Saat turun, pihak Kuasa hukum Penggugat menjelaskan berdasarkan sertifikat sebagian lahan sempadan pantai Tanjung Bias dua itu masuk dalam lahan milik klainnya yang luasnya mencapai sekitar 40 are lebih itu. Sehingga beberapa lapak kuliner dikawasan Tanjung Bias dua itu berdiri diatas lahan milik yang diklaim. Hanya saja saat itu pihak KKP bersama pihak desa dan Bumdes menegaskan jika sempadan Pantai Tanjung Bias itu merupakan lahan milik Negara sesuai dengan peraturan presiden tentang sempandan pantai.
Kuasa Hukum Penggugat, Abdul Hanan mengatakan jika pihaknya sudah menujukan batas-batas lahan klainya sesuai sertifikat kepemilikan kepada majelis hakim. Baik itu batas timur, selatan, utara dan barat yang hingga mencapai sempadan pantai. Luas lahan milik klainya atas nama Ala Robin Sugih Mukti Ningsih luasnya mencapai sekitar 46 are.
“Bahwa batas-batas yang saya sebutkan tadi adalah batas-batas tanah hak milik klain kami yang sudah ada sertifikatnya,” ujarnya saat dikonfirmasi selepas pengecekan lahan sengketa.
Hanya saja ketika disinggung sempadan pantai merupakan tanah milik negera sesuai peraturan negara, Hanan mengatakan pihaknya menyerahkan kepada majelis hakim nantinya soal itu.
“Yang jelas aturan itu terbit setelah terbit sertifikat. Sertifikat terbit 2004 sedangkan aturan itu 2016, jadi silahkan pahami,” dalihnya.
Meski demikian sebagai kuasa hukum, Ia kembali menegaskan jika tanah itu hak milik klain kami susuai sertifikat atas nama Ala Robin tersebut.
Sementara itu, Kepala Desa Senteluk, Fuad Abdur Rahman mengaku awalnya terkejut ketika sempadan pantai itu diklaim oleh oknum sebagai lahan miliknya sesuai sertifikat. Hal itupun sangat dikhawatirkan akan menjadi presiden buruk kedepan jika dimenangkan di pengadilan.

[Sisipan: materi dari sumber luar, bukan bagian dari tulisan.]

//! Regression and classification metrics

use crate::error::{EvalError, Result};
use ndarray::Array1;
use serde::{Deserialize, Serialize};

/// Regression metrics of one prediction series
#[derive(Debug, Clone, Copy, PartialEq, Serialize, Deserialize)]
pub struct RegressionMetrics {
    /// Root mean squared error
    pub rmse: f64,
    /// Mean absolute error
    pub mae: f64,
    /// Coefficient of determination; `None` when the actual values have zero variance
    pub r2: Option<f64>,
    pub n_samples: usize,
}

impl RegressionMetrics {
    pub fn compute(actual: &Array1<f64>, predicted: &Array1<f64>) -> Result<Self> {
        check_pair(actual, predicted)?;
        Ok(Self {
            rmse: mean_squared_error(actual, predicted)?.sqrt(),
            mae: mean_absolute_error(actual, predicted)?,
            r2: r2_score(actual, predicted)?,
            n_samples: actual.len(),
        })
    }
}

fn check_pair(actual: &Array1<f64>, predicted: &Array1<f64>) -> Result<()> {
    if actual.len() != predicted.len() {
        return Err(EvalError::MetricError(format!(
            "actual has {} values, predicted has {}",
            actual.len(),
            predicted.len()
        )));
    }
    if actual.is_empty() {
        return Err(EvalError::MetricError("empty prediction series".to_string()));
    }
    if actual.iter().chain(predicted.iter()).any(|v| !v.is_finite()) {
        return Err(EvalError::MetricError("non-finite value in prediction series".to_string()));
    }
    Ok(())
}

pub fn mean_squared_error(actual: &Array1<f64>, predicted: &Array1<f64>) -> Result<f64> {
    check_pair(actual, predicted)?;
    let sum: f64 = actual
        .iter()
        .zip(predicted.iter())
        .map(|(a, p)| (a - p).powi(2))
        .sum();
    Ok(sum / actual.len() as f64)
}

pub fn root_mean_squared_error(actual: &Array1<f64>, predicted: &Array1<f64>) -> Result<f64> {
    mean_squared_error(actual, predicted).map(f64::sqrt)
}

pub fn mean_absolute_error(actual: &Array1<f64>, predicted: &Array1<f64>) -> Result<f64> {
    check_pair(actual, predicted)?;
    let sum: f64 = actual
        .iter()
        .zip(predicted.iter())
        .map(|(a, p)| (a - p).abs())
        .sum();
    Ok(sum / actual.len() as f64)
}

/// `1 - SS_res / SS_tot`, or `None` when `SS_tot` is zero
pub fn r2_score(actual: &Array1<f64>, predicted: &Array1<f64>) -> Result<Option<f64>> {
    check_pair(actual, predicted)?;

    let first = actual[0];
    if actual.iter().all(|&v| v == first) {
        return Ok(None);
    }

    let n = actual.len() as f64;
    let mean = actual.sum() / n;
    let ss_tot: f64 = actual.iter().map(|a| (a - mean).powi(2)).sum();
    if ss_tot <= 0.0 {
        return Ok(None);
    }
    let ss_res: f64 = actual
        .iter()
        .zip(predicted.iter())
        .map(|(a, p)| (a - p).powi(2))
        .sum();

    Ok(Some(1.0 - ss_res / ss_tot))
}

/// Binary confusion counts with 1 as the positive class
#[derive(Debug, Clone, Copy, PartialEq, Eq, Default, Serialize, Deserialize)]
pub struct ConfusionMatrix {
    pub true_positives: usize,
    pub false_positives: usize,
    pub true_negatives: usize,
    pub false_negatives: usize,
}

impl ConfusionMatrix {
    pub fn from_labels(actual: &Array1<u8>, predicted: &Array1<u8>) -> Result<Self> {
        if actual.len() != predicted.len() {
            return Err(EvalError::MetricError(format!(
                "actual has {} labels, predicted has {}",
                actual.len(),
                predicted.len()
            )));
        }
        if actual.is_empty() {
            return Err(EvalError::MetricError("empty label series".to_string()));
        }

        let mut cm = Self::default();
        for (&t, &p) in actual.iter().zip(predicted.iter()) {
            match (t == 1, p == 1) {
                (true, true) => cm.true_positives += 1,
                (false, true) => cm.false_positives += 1,
                (false, false) => cm.true_negatives += 1,
                (true, false) => cm.false_negatives += 1,
            }
        }
        Ok(cm)
    }

    pub fn total(&self) -> usize {
        self.true_positives + self.false_positives + self.true_negatives + self.false_negatives
    }
}

/// Classification metrics of a binarized prediction series.
///
/// Any metric whose denominator is zero is reported as 0.0.
#[derive(Debug, Clone, Copy, PartialEq, Serialize, Deserialize)]
pub struct ClassificationMetrics {
    pub accuracy: f64,
    pub precision: f64,
    pub recall: f64,
    pub f1: f64,
    pub confusion: ConfusionMatrix,
}

impl ClassificationMetrics {
    pub fn compute(actual: &Array1<u8>, predicted: &Array1<u8>) -> Result<Self> {
        let cm = ConfusionMatrix::from_labels(actual, predicted)?;
        let tp = cm.true_positives as f64;

        let accuracy = ratio((cm.true_positives + cm.true_negatives) as f64, cm.total() as f64);
        let precision = ratio(tp, (cm.true_positives + cm.false_positives) as f64);
        let recall = ratio(tp, (cm.true_positives + cm.false_negatives) as f64);
        let f1 = ratio(2.0 * precision * recall, precision + recall);

        Ok(Self {
            accuracy,
            precision,
            recall,
            f1,
            confusion: cm,
        })
    }
}

fn ratio(numerator: f64, denominator: f64) -> f64 {
    if denominator > 0.0 {
        numerator / denominator
    } else {
        0.0
    }
}

#[cfg(test)]
mod tests {
    use super::*;
    use ndarray::array;

    #[test]
    fn test_perfect_fit() {
        let y = array![1.0, 2.0, 3.0, 4.0, 5.0];
        let m = RegressionMetrics::compute(&y, &y).unwrap();
        assert_eq!(m.rmse, 0.0);
        assert_eq!(m.mae, 0.0);
        assert_eq!(m.r2, Some(1.0));
        assert_eq!(m.n_samples, 5);
    }

    #[test]
    fn test_regression_metrics() {
        let y_true = array![3.0, -0.5, 2.0, 7.0];
        let y_pred = array![2.5, 0.0, 2.0, 8.0];

        let m = RegressionMetrics::compute(&y_true, &y_pred).unwrap();
        assert!((m.rmse - 0.375f64.sqrt()).abs() < 1e-12);
        assert!((m.mae - 0.5).abs() < 1e-12);
        assert!((m.r2.unwrap() - 0.948_608_137_044_967_9).abs() < 1e-12);
    }

    #[test]
    fn test_r2_undefined_for_constant_actuals() {
        let y_true = array![0.1, 0.1, 0.1];
        let y_pred = array![0.0, 0.2, 0.1];
        assert_eq!(r2_score(&y_true, &y_pred).unwrap(), None);

        let m = RegressionMetrics::compute(&y_true, &y_pred).unwrap();
        assert!(m.r2.is_none());
        assert!(m.rmse.is_finite());
    }

    #[test]
    fn test_length_mismatch() {
        let result = RegressionMetrics::compute(&array![1.0, 2.0], &array![1.0]);
        assert!(matches!(result, Err(EvalError::MetricError(_))));
        let empty = Array1::<f64>::zeros(0);
        assert!(mean_absolute_error(&empty, &empty).is_err());
    }

    #[test]
    fn test_classification_metrics() {
        let y_true = array![1u8, 0, 1, 1, 0, 1, 0, 0];
        let y_pred = array![1u8, 0, 1, 0, 0, 1, 1, 0];

        let m = ClassificationMetrics::compute(&y_true, &y_pred).unwrap();
        assert_eq!(m.confusion.true_positives, 3);
        assert_eq!(m.confusion.false_positives, 1);
        assert_eq!(m.confusion.false_negatives, 1);
        assert_eq!(m.accuracy, 0.75);
        assert_eq!(m.precision, 0.75);
        assert_eq!(m.recall, 0.75);
        assert!((m.f1 - 0.75).abs() < 1e-12);
    }

    #[test]
    fn test_zero_division_policy() {
        let y_true = array![1u8, 1, 0, 0];
        let y_pred = array![0u8, 0, 0, 0];

        let m = ClassificationMetrics::compute(&y_true, &y_pred).unwrap();
        assert_eq!(m.precision, 0.0);
        assert_eq!(m.recall, 0.0);
        assert_eq!(m.f1, 0.0);
        assert_eq!(m.accuracy, 0.5);
    }

    #[test]
    fn test_no_actual_positives() {
        let y_true = array![0u8, 0, 0];
        let y_pred = array![0u8, 0, 0];

        let m = ClassificationMetrics::compute(&y_true, &y_pred).unwrap();
        assert_eq!(m.accuracy, 1.0);
        assert_eq!(m.recall, 0.0);
        assert_eq!(m.precision, 0.0);
    }
}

“Kami pemerintah desa sangat mengkhawatirkan kedepannya, karena jika dibiarkan terus seperti itu akan menjadi acuan oknum-oknum lain mengklaim sempandan pantai ditempat lain mulai dari Sekotong sampai Senggigi,” ungkapnya.
Dampaknya kata Fuad akan membuat tak ada lagi ruang publik dipantai. Disamping itu pasti akan menimbulkan gesekan sosial ditengah masyarakat dengan oknum yang mengklaim itu. Terutama para nelayan yang tetap mengunakan sempandan pantai untuk sandar perahu.

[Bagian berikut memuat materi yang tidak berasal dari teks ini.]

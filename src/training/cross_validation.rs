//! K-fold cross-validation

use super::gradient_boosting::GradientBoostingConfig;
use super::models::ModelFactory;
use crate::error::{EvalError, Result};
use ndarray::{Array1, Array2, Axis};
use rand::seq::SliceRandom;
use rand::SeedableRng;
use rand_chacha::ChaCha8Rng;
use rayon::prelude::*;
use serde::{Deserialize, Serialize};

/// K-fold splitter with an explicit seed
#[derive(Debug, Clone, Serialize, Deserialize)]
pub struct KFold {
    pub n_splits: usize,
    pub shuffle: bool,
    pub random_state: Option<u64>,
}

impl Default for KFold {
    fn default() -> Self {
        Self {
            n_splits: 5,
            shuffle: true,
            random_state: Some(42),
        }
    }
}

/// A single train/validation split
#[derive(Debug, Clone, PartialEq)]
pub struct CVSplit {
    pub train_indices: Vec<usize>,
    pub test_indices: Vec<usize>,
    pub fold_idx: usize,
}

impl KFold {
    pub fn new(n_splits: usize) -> Self {
        Self {
            n_splits,
            ..Default::default()
        }
    }

    /// Set random state for reproducibility
    pub fn with_random_state(mut self, seed: u64) -> Self {
        self.random_state = Some(seed);
        self
    }

    /// Generate train/validation splits over `n_samples` rows.
    ///
    /// The first `n_samples % n_splits` folds receive one extra row.
    pub fn split(&self, n_samples: usize) -> Result<Vec<CVSplit>> {
        if self.n_splits < 2 {
            return Err(EvalError::ConfigError(
                "n_splits must be at least 2".to_string(),
            ));
        }
        if n_samples < self.n_splits {
            return Err(EvalError::DataError(format!(
                "n_samples ({}) must be >= n_splits ({})",
                n_samples, self.n_splits
            )));
        }

        let mut indices: Vec<usize> = (0..n_samples).collect();

        if self.shuffle {
            let mut rng = match self.random_state {
                Some(seed) => ChaCha8Rng::seed_from_u64(seed),
                None => ChaCha8Rng::from_entropy(),
            };
            indices.shuffle(&mut rng);
        }

        let base = n_samples / self.n_splits;
        let remainder = n_samples % self.n_splits;

        let mut splits = Vec::with_capacity(self.n_splits);
        let mut current = 0;

        for fold_idx in 0..self.n_splits {
            let fold_size = if fold_idx < remainder { base + 1 } else { base };
            let test_indices: Vec<usize> = indices[current..current + fold_size].to_vec();
            let train_indices: Vec<usize> = indices[..current]
                .iter()
                .chain(indices[current + fold_size..].iter())
                .copied()
                .collect();

            splits.push(CVSplit {
                train_indices,
                test_indices,
                fold_idx,
            });

            current += fold_size;
        }

        Ok(splits)
    }
}

/// Held-out predictions of one fold
#[derive(Debug, Clone)]
pub struct FoldPrediction {
    pub fold_idx: usize,
    pub actual: Array1<f64>,
    pub predicted: Array1<f64>,
}

/// Fit a fresh model on the fold's train rows and predict its held-out rows
pub fn fit_predict_fold(
    factory: &dyn ModelFactory,
    params: &GradientBoostingConfig,
    x: &Array2<f64>,
    y: &Array1<f64>,
    split: &CVSplit,
) -> Result<FoldPrediction> {
    let x_train = x.select(Axis(0), &split.train_indices);
    let y_train = y.select(Axis(0), &split.train_indices);
    let x_val = x.select(Axis(0), &split.test_indices);

    let mut model = factory.build(params)?;
    model.fit(&x_train, &y_train)?;
    let predicted = model.predict(&x_val)?;

    Ok(FoldPrediction {
        fold_idx: split.fold_idx,
        actual: y.select(Axis(0), &split.test_indices),
        predicted,
    })
}

/// Fit and predict every fold in parallel, returned in fold order
pub fn cross_val_predict(
    factory: &dyn ModelFactory,
    params: &GradientBoostingConfig,
    x: &Array2<f64>,
    y: &Array1<f64>,
    splits: &[CVSplit],
) -> Result<Vec<FoldPrediction>> {
    splits
        .par_iter()
        .map(|split| fit_predict_fold(factory, params, x, y, split))
        .collect()
}

/// Mean and population standard deviation of per-fold scores
#[derive(Debug, Clone, PartialEq, Serialize, Deserialize)]
pub struct FoldStatistics {
    /// Score of each fold
    pub scores: Vec<f64>,
    pub mean: f64,
    pub std: f64,
}

impl FoldStatistics {
    /// Summarize fold scores; `None` when there are no scores
    pub fn from_scores(scores: Vec<f64>) -> Option<Self> {
        if scores.is_empty() {
            return None;
        }
        let n = scores.len() as f64;
        let mean = scores.iter().sum::<f64>() / n;
        let variance = scores.iter().map(|s| (s - mean).powi(2)).sum::<f64>() / n;

        Some(Self {
            scores,
            mean,
            std: variance.sqrt(),
        })
    }

    pub fn n_folds(&self) -> usize {
        self.scores.len()
    }
}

“Ini perlu menjadi perhatian khusus di kita pemerintah maupun instansi-instansi terkait seperti yang sekarang menangani persoalan ini, Pengadilan dan yang menerbitkan sertifikat BPN Lombok Barat,” imbuhnya.

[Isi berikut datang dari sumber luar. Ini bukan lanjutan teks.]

//! Median-split binarization of continuous predictions

use crate::error::{EvalError, Result};
use ndarray::Array1;
use serde::{Deserialize, Serialize};

/// Where a binarization threshold came from
#[derive(Debug, Clone, Copy, PartialEq, Eq, Serialize, Deserialize)]
#[serde(rename_all = "snake_case")]
pub enum ThresholdSource {
    /// Median of the split's actual values
    Median,
    /// Supplied by configuration
    Override,
}

/// Binary view of an (actual, predicted) series
#[derive(Debug, Clone, PartialEq)]
pub struct BinarizedPair {
    pub actual: Array1<u8>,
    pub predicted: Array1<u8>,
    pub threshold: f64,
    pub source: ThresholdSource,
}

/// Median with the interpolated midpoint for even lengths
pub fn median(values: &[f64]) -> Result<f64> {
    if values.is_empty() {
        return Err(EvalError::MetricError("median of an empty series".to_string()));
    }
    if values.iter().any(|v| v.is_nan()) {
        return Err(EvalError::MetricError("median of a series containing NaN".to_string()));
    }

    let mut sorted = values.to_vec();
    sorted.sort_by(|a, b| a.total_cmp(b));
    let mid = sorted.len() / 2;

    Ok(if sorted.len() % 2 == 0 {
        (sorted[mid - 1] + sorted[mid]) / 2.0
    } else {
        sorted[mid]
    })
}

/// Label 1 when the value is strictly greater than `threshold`, else 0
pub fn labels(values: &Array1<f64>, threshold: f64) -> Array1<u8> {
    values.mapv(|v| u8::from(v > threshold))
}

/// Binarize both series against one threshold.
///
/// Without an override the threshold is the median of `actual`.
pub fn binarize(
    actual: &Array1<f64>,
    predicted: &Array1<f64>,
    threshold: Option<f64>,
) -> Result<BinarizedPair> {
    if actual.len() != predicted.len() {
        return Err(EvalError::MetricError(format!(
            "actual has {} values, predicted has {}",
            actual.len(),
            predicted.len()
        )));
    }

    let (threshold, source) = match threshold {
        Some(t) if t.is_finite() => (t, ThresholdSource::Override),
        Some(t) => {
            return Err(EvalError::InvalidParameter {
                name: "threshold".to_string(),
                value: t.to_string(),
                reason: "must be finite".to_string(),
            })
        }
        None => (median(&actual.to_vec())?, ThresholdSource::Median),
    };

    Ok(BinarizedPair {
        actual: labels(actual, threshold),
        predicted: labels(predicted, threshold),
        threshold,
        source,
    })
}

Meski demikian Pemerintah Desa Senteluk tetap berusaha memberikan penjelasan kepada pengadilan jika area lahan yang di Sengeketakan masuk sempadan pantai. Sesuai dengan regulasi di pusat maupun di daerah jika lahan sempadan pantai milik negara.
“Dengan aturan dan regulasi Perda mapun Perbup Pesisir jelas itu masuk kategori sempandan pantai,” tegasnya.
Pihaknya juga cukup menyayangkan Pemkab Lobar yang dinilai minim keterlibatan dalam memperjuangkan permasalahan itu. Padahal diakuinya pihaknya sudah mengkoordinasikan permasalah ini.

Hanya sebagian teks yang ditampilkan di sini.